COMEX gold closed lower last week after once again failing to move beyond its series of weekly highs near $1,365.40. While I continue to see a bearish weekly chart, certain rules and old sayings are starting to create a shadow of a doubt.
First, there's an old market belief of "triples are always taken out". I don't know where this started, but its lasting power would seem to indicate there is some validity to the meaning. Take a look at the accompanying weekly chart for gold and you'll see three tops at $1,362.40 (week of September 5, 2017), $1,365.40 (week of January 22, 2018), and $1,364.40 (week of February 12). While not an absolutely perfect triple-top pattern, being within $3 is pretty close, and if so does it hint at a bullish breakout to come? Note that both interim lows of $1,238.30 (week of December 11, 2017) and $1,303.60 (week of February 26) were both tests of retracement support. If the more active June contract were to trade above the last two highs ($1,365.40 and $1,364.40) it would establish an upside target of $1,427.20.

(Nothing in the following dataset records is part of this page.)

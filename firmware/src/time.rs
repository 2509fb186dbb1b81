//! Monotonic instant bridging `embassy-time` and the core's deadline math.
//!
//! The core tracks deadlines through a generic instant bounded by
//! `Add<core::time::Duration>`; Embassy's `Instant` only adds its own
//! duration type, so this newtype adapts between the two.

#![allow(dead_code)]

use core::ops::Add;
use core::time::Duration;

use embassy_time::Instant;

/// Firmware-side instant used by the node controller.
#[derive(Copy, Clone, Debug, Eq, PartialEq, PartialOrd, Ord)]
pub struct NodeInstant(Instant);

impl NodeInstant {
    /// Captures the current monotonic time.
    pub fn now() -> Self {
        Self(Instant::now())
    }

    /// Unwraps the underlying Embassy instant.
    pub const fn into_embassy(self) -> Instant {
        self.0
    }
}

impl From<Instant> for NodeInstant {
    fn from(value: Instant) -> Self {
        Self(value)
    }
}

impl Add<Duration> for NodeInstant {
    type Output = Self;

    fn add(self, rhs: Duration) -> Self::Output {
        let micros = u64::try_from(rhs.as_micros()).unwrap_or(u64::MAX);
        Self(self.0 + embassy_time::Duration::from_micros(micros))
    }
}
//! Parser for the serial command protocol.
//!
//! Two commands exist: `sleep` and `stime:<uint>`. The grammar is small
//! enough for a pair of `winnow` combinators over the raw line; anything the
//! parser does not consume in full becomes [`Command::Unknown`], carrying a
//! bounded copy of the input for the echoing error reply.

use heapless::String;
use winnow::ascii::dec_uint;
use winnow::combinator::{alt, preceded};
use winnow::error::ContextError;
use winnow::prelude::*;

use super::MAX_LINE_LEN;

/// Parsed command variants.
#[derive(Clone, Debug, PartialEq, Eq)]
pub enum Command {
    /// Enter the sleep phase immediately.
    Sleep,
    /// Set both cycle intervals to the given number of seconds.
    ///
    /// Range checking happens at dispatch; the parser only requires a
    /// well-formed unsigned decimal.
    SetInterval(u32),
    /// Anything else, echoed back to the operator.
    Unknown(String<MAX_LINE_LEN>),
}

fn command<'a>() -> impl Parser<&'a str, Command, ContextError> {
    alt((
        "sleep".value(Command::Sleep),
        preceded("stime:", dec_uint).map(Command::SetInterval),
    ))
}

/// Parses one complete line into a [`Command`].
///
/// Total: malformed input (including `stime:` payloads that are not a valid
/// `u32`) yields `Unknown` rather than an error, matching the protocol's
/// echo-bearing rejection.
pub fn parse(line: &str) -> Command {
    match command().parse(line) {
        Ok(parsed) => parsed,
        Err(_) => {
            let mut echo = String::new();
            // The session bounds lines to MAX_LINE_LEN, so this never truncates.
            let _ = echo.push_str(line);
            Command::Unknown(echo)
        }
    }
}
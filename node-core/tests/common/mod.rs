//! Mock capabilities shared by the integration suites.
//!
//! Everything observable funnels into a single [`Trace`] so ordering
//! assertions can compare full transition sequences. Shared handles
//! (`Rc`) let tests advance time, rewrite backup registers, or script bus
//! failures while the controller owns the capability objects.

#![allow(dead_code)]

use std::cell::{Cell, RefCell};
use std::rc::Rc;

use core::ops::Add;
use core::time::Duration;

use node_core::calendar::{Calendar, DateTime};
use node_core::config::{BackupStore, ConfigStore, SLOT_COUNT, Slot};
use node_core::console::Console;
use node_core::imu::{BURST_LEN, ImuPipeline, SensorBus};
use node_core::power::{Board, Indicator, NodeController, SleepControl, TimeKeeper};

#[derive(Clone, Debug, PartialEq, Eq)]
pub enum TraceEvent {
    LedOn,
    LedOff,
    TimerProgrammed(u32),
    TicksSuspended,
    TicksResumed,
    WakeFlagCleared,
    Halted,
    DomainUnlocked,
    DomainLocked,
    SlotWritten(Slot, u32),
    BusProbe,
    BusWrite(u8, u8),
    BusBurst(u8),
}

pub type Trace = Rc<RefCell<Vec<TraceEvent>>>;

#[derive(Copy, Clone, Debug, PartialEq, Eq, PartialOrd, Ord)]
pub struct MockInstant(u64);

impl MockInstant {
    pub fn micros(value: u64) -> Self {
        Self(value)
    }

    pub fn value(self) -> u64 {
        self.0
    }
}

impl Add<Duration> for MockInstant {
    type Output = Self;

    fn add(self, rhs: Duration) -> Self::Output {
        Self(self.0 + rhs.as_micros() as u64)
    }
}

#[derive(Clone)]
pub struct MockTime {
    now: Rc<Cell<u64>>,
    trace: Trace,
}

impl TimeKeeper for MockTime {
    type Instant = MockInstant;

    fn now(&mut self) -> MockInstant {
        MockInstant(self.now.get())
    }

    fn suspend_ticks(&mut self) {
        self.trace.borrow_mut().push(TraceEvent::TicksSuspended);
    }

    fn resume_ticks(&mut self) {
        self.trace.borrow_mut().push(TraceEvent::TicksResumed);
    }
}

#[derive(Clone)]
pub struct MockCalendar {
    pub stamp: DateTime,
}

impl Calendar for MockCalendar {
    fn now(&mut self) -> DateTime {
        self.stamp
    }
}

#[derive(Clone)]
pub struct MockSleep {
    trace: Trace,
}

impl SleepControl for MockSleep {
    fn program_wake_timer(&mut self, ticks: u32) {
        self.trace
            .borrow_mut()
            .push(TraceEvent::TimerProgrammed(ticks));
    }

    fn clear_wake_flag(&mut self) {
        self.trace.borrow_mut().push(TraceEvent::WakeFlagCleared);
    }

    fn halt_until_interrupt(&mut self) {
        self.trace.borrow_mut().push(TraceEvent::Halted);
    }
}

#[derive(Clone)]
pub struct MockLed {
    trace: Trace,
}

impl Indicator for MockLed {
    fn set(&mut self, on: bool) {
        self.trace.borrow_mut().push(if on {
            TraceEvent::LedOn
        } else {
            TraceEvent::LedOff
        });
    }
}

#[derive(Clone)]
pub struct MockConsole {
    lines: Rc<RefCell<Vec<String>>>,
}

impl Console for MockConsole {
    fn write_line(&mut self, line: &str) {
        self.lines.borrow_mut().push(line.to_string());
    }
}

/// Backup register file that panics when the bracketing discipline breaks.
#[derive(Clone)]
pub struct MockStore {
    regs: Rc<RefCell<[u32; SLOT_COUNT]>>,
    unlocked: Rc<Cell<bool>>,
    trace: Trace,
}

impl MockStore {
    pub fn new(regs: Rc<RefCell<[u32; SLOT_COUNT]>>, trace: Trace) -> Self {
        Self {
            regs,
            unlocked: Rc::new(Cell::new(false)),
            trace,
        }
    }
}

impl BackupStore for MockStore {
    fn unlock(&mut self) {
        assert!(!self.unlocked.get(), "backup domain already unlocked");
        self.unlocked.set(true);
        self.trace.borrow_mut().push(TraceEvent::DomainUnlocked);
    }

    fn lock(&mut self) {
        assert!(self.unlocked.get(), "backup domain already locked");
        self.unlocked.set(false);
        self.trace.borrow_mut().push(TraceEvent::DomainLocked);
    }

    fn read(&self, slot: Slot) -> u32 {
        self.regs.borrow()[slot.index()]
    }

    fn write(&mut self, slot: Slot, value: u32) {
        assert!(self.unlocked.get(), "backup domain written while locked");
        self.regs.borrow_mut()[slot.index()] = value;
        self.trace
            .borrow_mut()
            .push(TraceEvent::SlotWritten(slot, value));
    }
}

/// Sensor bus whose failures and sample frames are scripted by the test.
#[derive(Clone)]
pub struct ScriptedBus {
    frame: Rc<RefCell<[u8; BURST_LEN]>>,
    fail_probe: Rc<Cell<bool>>,
    fail_writes: Rc<Cell<bool>>,
    fail_next_burst: Rc<Cell<bool>>,
    trace: Trace,
}

impl SensorBus for ScriptedBus {
    type Error = ();

    fn probe(&mut self) -> Result<(), ()> {
        self.trace.borrow_mut().push(TraceEvent::BusProbe);
        if self.fail_probe.get() { Err(()) } else { Ok(()) }
    }

    fn write_register(&mut self, register: u8, value: u8) -> Result<(), ()> {
        self.trace
            .borrow_mut()
            .push(TraceEvent::BusWrite(register, value));
        if self.fail_writes.get() { Err(()) } else { Ok(()) }
    }

    fn read_burst(&mut self, register: u8, buffer: &mut [u8]) -> Result<(), ()> {
        self.trace.borrow_mut().push(TraceEvent::BusBurst(register));
        if self.fail_next_burst.take() {
            return Err(());
        }
        buffer.copy_from_slice(&self.frame.borrow()[..buffer.len()]);
        Ok(())
    }
}

pub type TestController = NodeController<MockStore, ScriptedBus, MockInstant>;
pub type TestBoard = Board<MockTime, MockCalendar, MockSleep, MockLed, MockConsole>;

/// Shared handles into the mock capabilities owned by the bench.
pub struct Handles {
    pub trace: Trace,
    pub clock: Rc<Cell<u64>>,
    pub regs: Rc<RefCell<[u32; SLOT_COUNT]>>,
    pub lines: Rc<RefCell<Vec<String>>>,
    pub frame: Rc<RefCell<[u8; BURST_LEN]>>,
    pub fail_probe: Rc<Cell<bool>>,
    pub fail_writes: Rc<Cell<bool>>,
    pub fail_next_burst: Rc<Cell<bool>>,
}

impl Handles {
    pub fn advance(&self, duration: Duration) {
        let micros = u64::try_from(duration.as_micros()).unwrap();
        self.clock.set(self.clock.get() + micros);
    }

    pub fn clear_trace(&self) {
        self.trace.borrow_mut().clear();
    }

    pub fn clear_lines(&self) {
        self.lines.borrow_mut().clear();
    }

    /// Fresh store sharing the same backup registers, as after a power loss.
    pub fn store_after_power_loss(&self) -> MockStore {
        MockStore::new(Rc::clone(&self.regs), Rc::clone(&self.trace))
    }
}

/// Builds a booted bench: blank backup domain, healthy sensor, initialized
/// pipeline, controller in WAKE with entry actions pending.
pub fn bench() -> (TestController, TestBoard, Handles) {
    let trace: Trace = Rc::new(RefCell::new(Vec::new()));
    let clock = Rc::new(Cell::new(0_u64));
    let regs = Rc::new(RefCell::new([0_u32; SLOT_COUNT]));
    let lines = Rc::new(RefCell::new(Vec::new()));
    let frame = Rc::new(RefCell::new([0_u8; BURST_LEN]));
    let fail_probe = Rc::new(Cell::new(false));
    let fail_writes = Rc::new(Cell::new(false));
    let fail_next_burst = Rc::new(Cell::new(false));

    let store = MockStore::new(Rc::clone(&regs), Rc::clone(&trace));
    let bus = ScriptedBus {
        frame: Rc::clone(&frame),
        fail_probe: Rc::clone(&fail_probe),
        fail_writes: Rc::clone(&fail_writes),
        fail_next_burst: Rc::clone(&fail_next_burst),
        trace: Rc::clone(&trace),
    };

    let config = ConfigStore::load(store);
    let mut imu = ImuPipeline::new(bus);
    imu.init().expect("scripted bus starts healthy");

    let controller = NodeController::new(config, imu);
    let board = Board::new(
        MockTime {
            now: Rc::clone(&clock),
            trace: Rc::clone(&trace),
        },
        MockCalendar {
            stamp: DateTime::new(2025, 8, 7, 12, 0, 0),
        },
        MockSleep {
            trace: Rc::clone(&trace),
        },
        MockLed {
            trace: Rc::clone(&trace),
        },
        MockConsole {
            lines: Rc::clone(&lines),
        },
    );

    let handles = Handles {
        trace,
        clock,
        regs,
        lines,
        frame,
        fail_probe,
        fail_writes,
        fail_next_burst,
    };

    (controller, board, handles)
}

/// Encodes an accel/gyro sample into the 14-byte burst frame layout.
pub fn encode_frame(accel: [i16; 3], gyro: [i16; 3]) -> [u8; BURST_LEN] {
    let mut frame = [0_u8; BURST_LEN];
    for axis in 0..3 {
        let a = accel[axis].to_be_bytes();
        frame[axis * 2] = a[0];
        frame[axis * 2 + 1] = a[1];
        let g = gyro[axis].to_be_bytes();
        frame[8 + axis * 2] = g[0];
        frame[9 + axis * 2] = g[1];
    }
    frame
}
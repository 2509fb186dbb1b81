//! USART2 operator console.

use embassy_stm32::mode::Async;
use embassy_stm32::usart::UartTx;
use node_core::console::Console;

/// Transmit half of the operator USART.
pub struct SerialConsole {
    tx: UartTx<'static, Async>,
}

impl SerialConsole {
    /// Wraps the transmit half.
    pub fn new(tx: UartTx<'static, Async>) -> Self {
        Self { tx }
    }
}

impl Console for SerialConsole {
    fn write_line(&mut self, line: &str) {
        // Console output stays blocking; report lines are short and the
        // control loop has no deadline tighter than the blink period.
        let _ = self.tx.blocking_write(line.as_bytes());
        let _ = self.tx.blocking_write(b"\r\n");
        let _ = self.tx.blocking_flush();
    }
}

There is also my market analysis Rule #4B: A market that can't go down won't go down. I've been looking for a substantial break in gold since the establishment of its secondary (confirming) bearish crossover by weekly stochastics the week of January 29. Yet the most active month has been unable to push through support. If this next sell-off, the one indicated by this past week's bearish close, fails to generate increased selling momentum Rule 4B might come into play.
On the other hand, if gold moves below its previous low of $1,303.60 it would be set for an extension of its secondary (intermediate-term) downtrend back to support near $1,243.30.